Could rice be the next crop in southern Alberta?
By University of Lethbridge
Probably the last place one could imagine growing rice would be southern Alberta, but, as one University of Lethbridge researcher is finding out, it may not be outside the realm of possibility.
Dr. Michele Konschuh, a research associate in the Department of Biological Sciences, in collaboration with Galaxy Ag Ventures and Farming Smarter Association, is examining the potential for rice to be a value-added crop in this region. Rice is a gluten-free food staple that provides valuable by-products like rice starch, protein and oil. Galaxy Ag Ventures is a Calgary-based company involved in strategic investment and product development in agri-foods. Farming Smarter is a farmer-led, not-for-profit organization based in Lethbridge dedicated to driving innovation at the farm level.
“One of the big questions is how you are going to grow rice in Alberta,” says Konschuh. “I wasn’t all that confident when they first approached me, but they did bring some technology from Korea called seed film cultivation (SFC).

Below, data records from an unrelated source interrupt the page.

//! Rolling-window and shift primitives shared by the indicator groups
//!
//! All helpers follow the same undefined-value convention: a window that is
//! not yet full, or that contains an undefined value, yields `NaN`.

use statrs::statistics::Statistics;
use std::collections::VecDeque;

/// Fixed-size trailing window over a series
#[derive(Debug, Clone)]
pub struct RollingWindow {
    window: usize,
    values: VecDeque<f64>,
}

impl RollingWindow {
    /// Create new window of the given size
    pub fn new(window: usize) -> Self {
        if window == 0 {
            panic!("Window size must be greater than 0");
        }
        Self {
            window,
            values: VecDeque::with_capacity(window),
        }
    }

    /// Push a value, evicting the oldest once full
    pub fn push(&mut self, value: f64) {
        self.values.push_back(value);
        if self.values.len() > self.window {
            self.values.pop_front();
        }
    }

    /// Window holds `window` values and none of them is NaN
    pub fn is_ready(&self) -> bool {
        self.values.len() == self.window && !self.values.iter().any(|v| v.is_nan())
    }

    /// Ready window whose values are all identical
    pub fn is_flat(&self) -> bool {
        self.is_ready() && self.values.iter().all(|&v| v == self.values[0])
    }

    /// Arithmetic mean. A flat window returns its value exactly, free of
    /// summation rounding.
    pub fn mean(&self) -> f64 {
        if !self.is_ready() {
            return f64::NAN;
        }
        if self.is_flat() {
            return self.values[0];
        }
        self.values.iter().sum::<f64>() / self.window as f64
    }

    /// Sample standard deviation (n - 1 denominator), exactly 0 on a flat
    /// window
    pub fn std_dev(&self) -> f64 {
        if !self.is_ready() {
            return f64::NAN;
        }
        if self.is_flat() {
            return 0.0;
        }
        self.values.iter().std_dev()
    }

    pub fn min(&self) -> f64 {
        if !self.is_ready() {
            return f64::NAN;
        }
        self.values.iter().copied().fold(f64::INFINITY, f64::min)
    }

    pub fn max(&self) -> f64 {
        if !self.is_ready() {
            return f64::NAN;
        }
        self.values.iter().copied().fold(f64::NEG_INFINITY, f64::max)
    }
}

fn rolling_map(values: &[f64], window: usize, stat: impl Fn(&RollingWindow) -> f64) -> Vec<f64> {
    let mut rolling = RollingWindow::new(window);
    values
        .iter()
        .map(|&v| {
            rolling.push(v);
            stat(&rolling)
        })
        .collect()
}

/// Trailing mean over `window` rows
pub fn rolling_mean(values: &[f64], window: usize) -> Vec<f64> {
    rolling_map(values, window, RollingWindow::mean)
}

/// Trailing sample standard deviation over `window` rows
pub fn rolling_std(values: &[f64], window: usize) -> Vec<f64> {
    rolling_map(values, window, RollingWindow::std_dev)
}

pub fn rolling_min(values: &[f64], window: usize) -> Vec<f64> {
    rolling_map(values, window, RollingWindow::min)
}

pub fn rolling_max(values: &[f64], window: usize) -> Vec<f64> {
    rolling_map(values, window, RollingWindow::max)
}

/// Value from `periods` rows earlier; NaN where no such row exists
pub fn lag(values: &[f64], periods: usize) -> Vec<f64> {
    (0..values.len())
        .map(|i| i.checked_sub(periods).map_or(f64::NAN, |j| values[j]))
        .collect()
}

/// Value from `periods` rows later; NaN past the end.
///
/// This reads the future and must only be used where a stage is explicitly
/// documented as acausal.
pub fn lead(values: &[f64], periods: usize) -> Vec<f64> {
    (0..values.len())
        .map(|i| values.get(i + periods).copied().unwrap_or(f64::NAN))
        .collect()
}

/// Running sum. Undefined values are not skipped: once a NaN or infinity
/// enters the sum, every later row stays non-finite.
pub fn cumulative_sum(values: &[f64]) -> Vec<f64> {
    values
        .iter()
        .scan(0.0, |acc, &v| {
            *acc += v;
            Some(*acc)
        })
        .collect()
}

#[cfg(test)]
mod tests {
    use super::*;
    use approx::assert_relative_eq;

    #[test]
    fn test_rolling_mean_warmup() {
        let out = rolling_mean(&[1.0, 2.0, 3.0, 4.0], 3);
        assert!(out[0].is_nan() && out[1].is_nan());
        assert_relative_eq!(out[2], 2.0);
        assert_relative_eq!(out[3], 3.0);
    }

    #[test]
    fn test_rolling_std_sample() {
        let out = rolling_std(&[2.0, 4.0, 4.0, 4.0, 5.0, 5.0, 7.0, 9.0], 8);
        // Sample variance 32 / 7
        assert_relative_eq!(out[7], (32.0_f64 / 7.0).sqrt(), epsilon = 1e-12);
    }

    #[test]
    fn test_rolling_std_constant_is_zero() {
        let out = rolling_std(&[3.5; 10], 5);
        assert_eq!(out[9], 0.0);
    }

    #[test]
    fn test_flat_window_is_exact() {
        // 100.1 and 0.1 are not representable in binary; summing them drifts
        for c in [100.1, 0.1, 33.3] {
            let mean = rolling_mean(&[c; 30], 21);
            let std = rolling_std(&[c; 30], 21);
            assert!(mean[21..].iter().all(|&m| m == c), "mean drifted for {}", c);
            assert!(std[21..].iter().all(|&s| s == 0.0), "std nonzero for {}", c);
        }

        let mut window = RollingWindow::new(3);
        for v in [0.1, 0.1, 0.2] {
            window.push(v);
        }
        assert!(!window.is_flat());
        assert!(window.std_dev() > 0.0);
    }

    #[test]
    fn test_nan_in_window() {
        let out = rolling_max(&[1.0, f64::NAN, 3.0, 4.0, 5.0], 2);
        assert!(out[1].is_nan() && out[2].is_nan());
        assert_eq!(out[3], 4.0);
        assert_eq!(rolling_min(&[1.0, f64::NAN, 3.0, 4.0, 5.0], 2)[4], 4.0);
    }

    #[test]
    fn test_lag_and_lead() {
        let values = [1.0, 2.0, 3.0];
        let lagged = lag(&values, 1);
        assert!(lagged[0].is_nan());
        assert_eq!(&lagged[1..], &[1.0, 2.0]);

        let led = lead(&values, 1);
        assert_eq!(&led[..2], &[2.0, 3.0]);
        assert!(led[2].is_nan());
    }

    #[test]
    fn test_cumulative_sum_poisoning() {
        let out = cumulative_sum(&[1.0, 2.0, f64::NAN, 4.0]);
        assert_eq!(&out[..2], &[1.0, 3.0]);
        assert!(out[2].is_nan() && out[3].is_nan());
    }
}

It’s essentially a biodegradable plastic layer that they attach the seed to and lay over moist soil.”
Konschuh explains the SFC helps warm the soil and prevent moisture loss, as well as prevent weeds from taking root. Alberta’s climate tends to be cold and dry with a short growing season. However, as rice is grown in some mountainous regions, some varieties are adapted to lower temperatures and shorter seasons. Also problematic are Alberta’s long summer days because rice likes shorter days to flower. And irrigation will be needed; Konschuh says rice needs about the same amount of water as a potato crop.
After a short-term pilot project this spring, the experiment has now moved to the field. With Galaxy Ag providing the funding and Farmer Smarter the land, technological expertise and equipment, a ULethbridge undergraduate student funded through Mitacs was hired to work on the project. Three methods for planting were used: the SFC technique, transplanting plants grown in a greenhouse, and direct seeding. The researchers also opted to try two types of irrigation: overhead pivot and subsurface drip.
“All three methods of planting have been successful so far,” she says. “What we don’t know is if we can get them all the way to rice seed production and maturation by fall. This is really early steps and the nice thing is that both B.C. and Ontario have successfully grown rice. So, we know rice can grow in Canada; what we don’t know is if rice can grow in Alberta because our conditions are a little bit different.”